++++ PROVIDED MATERIAL ++++

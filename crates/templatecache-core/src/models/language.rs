use std::fmt;

use serde::{Deserialize, Serialize};

/// Languages the catalog is authored in.
///
/// Codes outside this set are rejected by [`Language::parse`]; callers fall
/// back to their configured default.
#[derive(Debug, Clone, Copy, PartialEq, Eq, Hash, Serialize, Deserialize, Default)]
#[cfg_attr(feature = "ts", derive(ts_rs::TS), ts(export))]
#[serde(rename_all = "lowercase")]
pub enum Language {
    #[default]
    En,
    Ru,
    Es,
}

impl Language {
    pub const DEFAULT: Language = Language::En;

    pub const ALL: [Language; 3] = [Language::En, Language::Ru, Language::Es];

    pub fn parse(code: &str) -> Option<Self> {
        match code.trim().to_ascii_lowercase().as_str() {
            "en" => Some(Language::En),
            "ru" => Some(Language::Ru),
            "es" => Some(Language::Es),
            _ => None,
        }
    }

    pub fn code(&self) -> &'static str {
        match self {
            Language::En => "en",
            Language::Ru => "ru",
            Language::Es => "es",
        }
    }
}

impl fmt::Display for Language {
    fn fmt(&self, f: &mut fmt::Formatter<'_>) -> fmt::Result {
        f.write_str(self.code())
    }
}
//! templatecache-core - catalog template synchronization.
//!
//! Mediates between a slow remote template catalog and a UI that needs
//! instant, localized results:
//!
//! - `cache`: per-scope, per-language template cache with staleness
//! - `catalog`: remote catalog seam, REST client and ordered fetcher
//! - `localization`: field label overlay for the requested language
//! - `assets`: asset URL cache-buster and bounded-concurrency verifier
//! - `sync`: the stale-while-revalidate orchestrator collaborators call
//! - `scope`: identity scoping injected into the cache layer

pub mod assets;
pub mod cache;
pub mod catalog;
pub mod config;
pub mod localization;
pub mod models;
pub mod scope;
pub mod sync;

#[cfg(test)]
mod test_support;

pub use assets::{CacheBuster, HttpProbe, VerificationSummary};
pub use cache::TemplateCache;
pub use catalog::{CatalogError, HttpCatalog, RemoteCatalog, TemplateFetcher};
pub use config::{Config, SyncSettings};
pub use models::{Field, FieldType, Language, Template};
pub use scope::{Scope, ScopeProvider, SessionScope};
pub use sync::{SyncError, TemplateSync};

++++

BRIEF — Set down only the lines above that fall between the line holding "and bounded-concurrency verifier" and the line holding "pub use cache::TemplateCache;", inclusive, keeping each exact.

THE COMPLETED TASK —
//! - `assets`: asset URL cache-buster and bounded-concurrency verifier
//! - `sync`: the stale-while-revalidate orchestrator collaborators call
//! - `scope`: identity scoping injected into the cache layer

pub mod assets;
pub mod cache;
pub mod catalog;
pub mod config;
pub mod localization;
pub mod models;
pub mod scope;
pub mod sync;

#[cfg(test)]
mod test_support;

pub use assets::{CacheBuster, HttpProbe, VerificationSummary};
pub use cache::TemplateCache;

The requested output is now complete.